LONDON - Reuters Group PLC and Microsoft Corp. have agreed to connect their instant-messaging services in a deal to be announced Tuesday.
The deal comes three weeks after Reuters reached a similar accord with the top provider of instant-messaging, America Online, dramatically expanding the number of people Reuters instant-messaging users can communicate with.
Reuters' instant-messaging network was the first outside service to be linked to AOL's system. Similarly, this partnership will be the first with Microsoft's MSN Messenger network, said Francis deSouza, chief executive of IMlogic Inc., the U.S. firm that designed the connectivity software.
London-based Reuters claims its instant-messaging program has 50,000 users, all in the financial services industry. AOL's instant-messaging services had 50.4 million users in August, while MSN Messenger had 18.9 million, according to comScore Media Metrix, which tracks Internet usage.
The new Reuters-MSN service is to become available during the first half of next year. In addition to the AOL partnership, Reuters has also linked its instant-messaging accounts with IBM Corp.'s Lotus Sametime messaging program. IMlogic provided the connectivity software for those two linkages as well.
Instant messaging became popular with consumers in the late 1990s and has caught on more recently with brokers, traders and other financial service employees.
Through instant messaging, a computer user can send quick written notes, and even audio and video, to someone else online at the same time. Users keep track of their friends' and colleagues' availability through "buddy lists" that show who's currently online.
Unlike with e-mail, the services generally do not permit contact with users of rival services. So someone using America Online's instant-messaging service couldn't reach someone on MSN without first signing up and getting a separate user name for the MSN service.
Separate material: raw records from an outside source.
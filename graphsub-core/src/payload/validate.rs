use indexmap::IndexMap;

use crate::errors::{SubscribeError, SubscribeResult};
use crate::schema::{
    camel_case, payload_type_name, ConcreteType, FieldDefinition, RelationshipField,
    RelationshipTarget, TypeRegistry,
};
use crate::selection::{Field, Selection, SelectionSet};
use crate::subscriptions::Operation;

const EVENT_LEAVES: [&str; 3] = ["__typename", "event", "timestamp"];
const RELATIONSHIP_LEAVES: [&str; 3] = ["direction", "relationshipFieldName", "relationshipName"];

/// Check a subscription's selection against the payload shape of
/// `operation` on `target`
pub fn validate_selection(
    registry: &TypeRegistry,
    target: &ConcreteType,
    operation: &Operation,
    selection: &SelectionSet,
) -> SubscribeResult<()> {
    let event_type = operation.event_type_name(&target.name);
    let node_key = operation.node_key(&target.name);
    let camel = camel_case(&target.name);

    walk(selection, &event_type, &mut |field: &Field| {
        let name = field.name.as_str();
        if EVENT_LEAVES.contains(&name)
            || (operation.is_relationship() && RELATIONSHIP_LEAVES.contains(&name))
        {
            expect_leaf(name, &field.selection)
        } else if name == node_key
            || name == camel
            || (name == "previousState" && *operation == Operation::Updated)
        {
            NodeShape::concrete(registry, target)
                .validate(&field.selection)
                .map_err(|err| nest(name, err))
        } else if operation.relationship_keys().iter().any(|key| *key == name) {
            validate_relationship_object(registry, target, &field.selection)
                .map_err(|err| nest(name, err))
        } else {
            Err(invalid(name, &format!("not a field of {}", event_type)))
        }
    })
}

fn validate_relationship_object(
    registry: &TypeRegistry,
    target: &ConcreteType,
    selection: &SelectionSet,
) -> SubscribeResult<()> {
    walk(selection, "", &mut |field: &Field| {
        let name = field.name.as_str();
        if name == "__typename" {
            return expect_leaf(name, &field.selection);
        }
        match target.relationship(name) {
            Some(relationship) => validate_edge_object(registry, relationship, &field.selection)
                .map_err(|err| nest(name, err)),
            None => Err(invalid(
                name,
                &format!("{} declares no such relationship", target.name),
            )),
        }
    })
}

fn validate_edge_object(
    registry: &TypeRegistry,
    relationship: &RelationshipField,
    selection: &SelectionSet,
) -> SubscribeResult<()> {
    walk(selection, "", &mut |field: &Field| {
        let name = field.name.as_str();
        if name == "node" {
            NodeShape::target(registry, &relationship.target)?
                .validate(&field.selection)
                .map_err(|err| nest(name, err))
        } else if name == "__typename" || relationship.properties.contains_key(name) {
            expect_leaf(name, &field.selection)
        } else {
            Err(invalid(name, "not an edge property"))
        }
    })
}

/// Fields a node object exposes directly, and per fragment type condition
struct NodeShape<'a> {
    /// `None` for unions, which only expose `__typename` directly
    fields: Option<&'a IndexMap<String, FieldDefinition>>,
    fragments: Vec<(String, &'a IndexMap<String, FieldDefinition>)>,
}

impl<'a> NodeShape<'a> {
    fn concrete(registry: &'a TypeRegistry, concrete: &'a ConcreteType) -> Self {
        let mut fragments = vec![(concrete.payload_type_name(), &concrete.fields)];
        for interface in &concrete.interfaces {
            if registry.interface(interface).is_some() {
                fragments.push((payload_type_name(interface), &concrete.fields));
            }
        }
        NodeShape {
            fields: Some(&concrete.fields),
            fragments,
        }
    }

    fn target(registry: &'a TypeRegistry, target: &RelationshipTarget) -> SubscribeResult<Self> {
        let unknown = || SubscribeError::UnknownType(target.type_name().to_string());
        match target {
            RelationshipTarget::Node(name) => {
                let concrete = registry.concrete(name).ok_or_else(unknown)?;
                Ok(NodeShape::concrete(registry, concrete))
            }
            RelationshipTarget::Interface(name) => {
                let interface = registry.interface(name).ok_or_else(unknown)?;
                let mut fragments = vec![(payload_type_name(name), &interface.fields)];
                fragments.extend(
                    registry
                        .possible_types(target)
                        .into_iter()
                        .map(|concrete| (concrete.payload_type_name(), &concrete.fields)),
                );
                Ok(NodeShape {
                    fields: Some(&interface.fields),
                    fragments,
                })
            }
            RelationshipTarget::Union(_) => Ok(NodeShape {
                fields: None,
                fragments: registry
                    .possible_types(target)
                    .into_iter()
                    .map(|concrete| (concrete.payload_type_name(), &concrete.fields))
                    .collect(),
            }),
        }
    }

    fn validate(&self, selection: &SelectionSet) -> SubscribeResult<()> {
        self.validate_with(selection, self.fields)
    }

    fn validate_with(
        &self,
        selection: &SelectionSet,
        fields: Option<&IndexMap<String, FieldDefinition>>,
    ) -> SubscribeResult<()> {
        for item in &selection.items {
            match item {
                Selection::Field(field) => {
                    let name = field.name.as_str();
                    let known = name == "__typename"
                        || fields.map_or(false, |fields| fields.contains_key(name));
                    if !known {
                        let reason = if fields.is_none() {
                            "select union member fields through fragments"
                        } else {
                            "unknown field"
                        };
                        return Err(invalid(name, reason));
                    }
                    expect_leaf(name, &field.selection)?;
                }
                Selection::InlineFragment {
                    type_condition: None,
                    selection,
                } => self.validate_with(selection, fields)?,
                Selection::InlineFragment {
                    type_condition: Some(condition),
                    selection,
                } => {
                    let (_, fragment_fields) = self
                        .fragments
                        .iter()
                        .find(|(name, _)| name == condition)
                        .ok_or_else(|| unrelated_fragment(condition))?;
                    self.validate_with(selection, Some(*fragment_fields))?;
                }
            }
        }
        Ok(())
    }
}

/// Visit every field of one object, descending into fragments whose type
/// condition is empty or equals `object_type`
fn walk<F>(selection: &SelectionSet, object_type: &str, visit: &mut F) -> SubscribeResult<()>
where
    F: FnMut(&Field) -> SubscribeResult<()>,
{
    for item in &selection.items {
        match item {
            Selection::Field(field) => visit(field)?,
            Selection::InlineFragment {
                type_condition,
                selection,
            } => match type_condition {
                Some(condition) if condition != object_type => {
                    return Err(unrelated_fragment(condition))
                }
                _ => walk(selection, object_type, visit)?,
            },
        }
    }
    Ok(())
}

fn expect_leaf(name: &str, selection: &SelectionSet) -> SubscribeResult<()> {
    if selection.is_empty() {
        Ok(())
    } else {
        Err(invalid(name, "leaf field cannot have a sub-selection"))
    }
}

fn invalid(path: &str, reason: &str) -> SubscribeError {
    SubscribeError::InvalidSelection {
        path: path.to_string(),
        reason: reason.to_string(),
    }
}

fn unrelated_fragment(condition: &str) -> SubscribeError {
    invalid("", &format!("fragment on unrelated type {}", condition))
}

/// Anchor an error from a nested object under the field holding it
fn nest(parent: &str, err: SubscribeError) -> SubscribeError {
    match err {
        SubscribeError::InvalidSelection { path, reason } => SubscribeError::InvalidSelection {
            path: if path.is_empty() {
                parent.to_string()
            } else {
                format!("{}.{}", parent, path)
            },
            reason,
        },
        other => other,
    }
}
Although overall "interoperability" between the services has been a goal for several years, big providers have resisted, citing security and privacy issues. AOL has opened its system to smaller services such as Sametime only by hosting them on AOL's own network.
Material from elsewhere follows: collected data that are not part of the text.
//! Subscribe-time validation errors
//!
//! These are surfaced synchronously to the subscribing client. A subscription
//! that fails validation is never registered.

use thiserror::Error;

/// Errors raised while accepting a subscription
#[derive(Error, Debug, Clone, PartialEq, Eq)]
pub enum SubscribeError {
    /// Target type is not a concrete type in the schema
    #[error("Type '{0}' cannot be subscribed to")]
    UnknownType(String),

    /// A `where` key or selection names a field the type does not declare
    #[error("Unknown field '{field}' on '{type_name}'")]
    UnknownField { type_name: String, field: String },

    /// Operator is not defined for the field's scalar kind
    #[error("Operator '{operator}' is not supported on {kind} field '{field}'")]
    UnsupportedOperator {
        field: String,
        operator: String,
        kind: String,
    },

    /// A `where` value has the wrong shape
    #[error("Invalid filter value for '{field}': {reason}")]
    InvalidFilterValue { field: String, reason: String },

    /// Selection set cannot be satisfied by the payload type
    #[error("Invalid selection '{path}': {reason}")]
    InvalidSelection { path: String, reason: String },

    /// Relationship-scoped operation names a field the type does not declare
    #[error("Type '{type_name}' has no relationship field '{field}'")]
    UnknownRelationshipField { type_name: String, field: String },

    /// Subscription document could not be interpreted
    #[error("Invalid subscription document: {0}")]
    InvalidDocument(String),
}

impl SubscribeError {
    /// Every subscribe error is caused by the client request
    pub fn is_client_error(&self) -> bool {
        true
    }

    /// The field this error is about, when there is one
    pub fn field(&self) -> Option<&str> {
        match self {
            SubscribeError::UnknownField { field, .. }
            | SubscribeError::UnsupportedOperator { field, .. }
            | SubscribeError::InvalidFilterValue { field, .. }
            | SubscribeError::UnknownRelationshipField { field, .. } => Some(field),
            SubscribeError::InvalidSelection { path, .. } => Some(path),
            SubscribeError::UnknownType(_) | SubscribeError::InvalidDocument(_) => None,
        }
    }

    /// Get error code for GraphQL/API responses
    pub fn error_code(&self) -> &'static str {
        match self {
            SubscribeError::UnknownType(_)
            | SubscribeError::UnknownField { .. }
            | SubscribeError::UnknownRelationshipField { .. } => "NOT_FOUND",
            SubscribeError::UnsupportedOperator { .. }
            | SubscribeError::InvalidFilterValue { .. }
            | SubscribeError::InvalidSelection { .. } => "VALIDATION_FAILED",
            SubscribeError::InvalidDocument(_) => "BAD_REQUEST",
        }
    }
}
But now Reuters can boast its service will connect to the top two instant-messaging networks, and it is believed to be in negotiations with No. 3 provider Yahoo! Inc.
IMlogic had to ensure Reuters and Microsoft that its software would guard their networks against the introduction of viruses and other security hazards, deSouza said from his office in the Boston suburb of Waltham.
IMlogic's software enables companies to archive messages electronically as an audit trail and a way to comply with industry regulations, he added. That is particularly relevant for users in the financial service and health care industries.